Other Restaurant Operating Costs
Other restaurant operating costs increased by $1.4 million, or
2.7%, in the first three quarters of 2020 compared to the first
three quarters of 2019, due to
increased third-party delivery fees partially offset by decreases
in utilities, repairs and maintenance, and credit card fees. As a
percentage
of restaurant revenue, other restaurant operating
costs
increased
to 18.3% in the first three quarters of 2020, compared to 14.7% in
the first three quarters of 2019 due primarily to increased
third-party delivery fees resulting from a significant expansion of
our use of third-party delivery services in the second and third
quarters of 2020 due to the COVID-19 pandemic.
Third party delivery fees were 4.8% and 1.4% of total revenue for
the first three quarters of 2020 and 2019,
respectively.
General and Administrative Expense
General and administrative expense decreased by $1.0 million, or
3.1%, in the first three quarters of 2020 compared to the first
three quarters of 2019, due primarily to the cost savings
initiatives implemented as a result of the COVID-19
pandemic,
including position reductions, furloughs, temporary salary
reductions and reduction in bonus expense, partially offset by an
increase in severance and marketing expense. As a percentage of
revenue, general and administrative expense increased to
11.0% in the first three quarters of 2020 compared to 9.3% in the
first three quarters of 2019, primarily due to reduced revenue from
the impact of the COVID-19 pandemic.
Depreciation and Amortization
Depreciation and amortization decreased by $0.4 million, or 2.1%,
in the first three quarters of 2020 compared to the first three
quarters of 2019
primarily due to restaurants closed or impaired since the third
quarter of 2019 and the impact of the 14 restaurants sold to a
franchisee, partially offset by new asset additions.
As a percentage of revenue, depreciation and amortization
increased
to 5.7% in the first three quarters of 2020, compared to 4.8% in
the first three quarters of 2019, due primarily to the decline in
restaurant sales as a result of the COVID-19 pandemic.
Restaurant Impairments, Closure Costs and Asset
Disposals
Restaurant impairments, closure costs and asset disposals increased
by $0.3 million in the first three quarters of 2020 compared to the
first three quarters of 2019.
The increase was largely due to ongoing closure costs which was
higher during the first three quarters of 2020 by $1.0 million
compared to the same period in 2019 as the closure costs in the
first three quarters of 2019 were partially offset by gains
recognized from the adjustments to liabilities on lease
terminations. During
the first three quarters of 2020,
we also incurred losses from the disposal of assets related to the
divestiture of company-owned restaurants to a franchisee.
Additionally, there were five restaurant impairments in the first
three quarters of 2020 compared to two restaurant impairments in
the first three quarters of 2019.
Interest Expense
Interest expense increased by $0.4 million in the first three
quarters of 2020 compared to the same period of
2019.
The increase was mainly due to higher average borrowings and a
higher average interest rate in the first three quarters of 2020
compared
to the first three quarters of 2019.
Provision for Income Taxes
The effective tax rate was (0.4)% for the first three quarters of
2020 compared to 2.2% for the first three quarters of 2019. The
effective tax rate for the first three quarters of 2020 reflects
the impact of the previously recorded valuation allowance. For the
remainder of fiscal 2020, we do not anticipate material income tax
expense or benefit as a result of the valuation allowance recorded.

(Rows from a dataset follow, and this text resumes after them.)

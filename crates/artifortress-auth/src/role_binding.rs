use artifortress_types::{RoleBinding, Scope};

/// Derives default scopes for a PAT issued without explicit scopes, from
/// the subject's repo role bindings ("RoleBinding ... may derive
/// scopes when a PAT is issued without explicit scopes").
///
/// Bindings address repos by `repo_id`; scopes speak `repo_key`, so the
/// caller supplies the lookup. Bindings whose repo no longer resolves and
/// role strings outside the closed role set are skipped, not fatal.
pub fn derive_scopes_from_bindings(
    bindings: &[RoleBinding],
    repo_key_of: impl Fn(&str) -> Option<String>,
) -> Vec<Scope> {
    bindings
        .iter()
        .filter_map(|binding| repo_key_of(&binding.repo_id).map(|key| (key, &binding.roles)))
        .flat_map(|(repo_key, roles)| {
            roles
                .iter()
                .filter_map(move |role| Scope::parse(&format!("{repo_key}:{role}")).ok())
                .collect::<Vec<_>>()
        })
        .collect()
}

We will maintain a valuation allowance against deferred tax assets
until there is sufficient evidence to support a full or partial
reversal. The reversal of a previously recorded valuation allowance
will generally result in a benefit from income tax.
Liquidity and Capital Resources
Summary of Cash Flows
On November 20, 2019, the Company amended its 2018 Credit Facility
by entering into the First Amendment to the Credit Facility (the
“Amendment” or “Amended Credit Facility”).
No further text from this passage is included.